● **Task to complete**
The answer must be an exact copy of the lines from the one holding "#[derive(Debug)]" through the final line of the entries, and nothing else.

● **Input**
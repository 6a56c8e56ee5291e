//! Iterator-based decoder implementation.

use crate::sans::Decoder;
use crate::sans::decoder::Event;
use crate::sans::frame::Frame;

/// Decode classified events from an iterator of frames, using the standard
/// Qi catalog.
///
/// This method is also re-exported as `solenoid::avec::events`.
pub fn events<I: IntoIterator<Item = Frame>>(frames: I) -> Events<I::IntoIter> {
    events_with(Decoder::new(), frames)
}

/// Decode classified events from an iterator of frames, using a configured
/// decoder.
pub fn events_with<I: IntoIterator<Item = Frame>>(
    decoder: Decoder,
    frames: I,
) -> Events<I::IntoIter> {
    Events {
        decoder,
        frames: frames.into_iter(),
    }
}

/// An iterator classifying a stream of frames, one event per frame.
#[derive(Debug)]
pub struct Events<I> {
    decoder: Decoder,
    frames: I,
}

impl<I> Events<I> {
    /// The underlying decoder, for inspection.
    pub fn decoder(&self) -> &Decoder {
        &self.decoder
    }
}

impl<I: Iterator<Item = Frame>> Iterator for Events<I> {
    type Item = Event;

    fn next(&mut self) -> Option<Event> {
        self.frames.next().map(|frame| self.decoder.advance(frame))
    }

    fn size_hint(&self) -> (usize, Option<usize>) {
        self.frames.size_hint()
    }
}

● **Completed task**
#[derive(Debug)]
pub struct Events<I> {
    decoder: Decoder,
    frames: I,
}

impl<I> Events<I> {
    /// The underlying decoder, for inspection.
    pub fn decoder(&self) -> &Decoder {
        &self.decoder
    }
}

impl<I: Iterator<Item = Frame>> Iterator for Events<I> {
    type Item = Event;

    fn next(&mut self) -> Option<Event> {
        self.frames.next().map(|frame| self.decoder.advance(frame))
    }

    fn size_hint(&self) -> (usize, Option<usize>) {
        self.frames.size_hint()
    }
}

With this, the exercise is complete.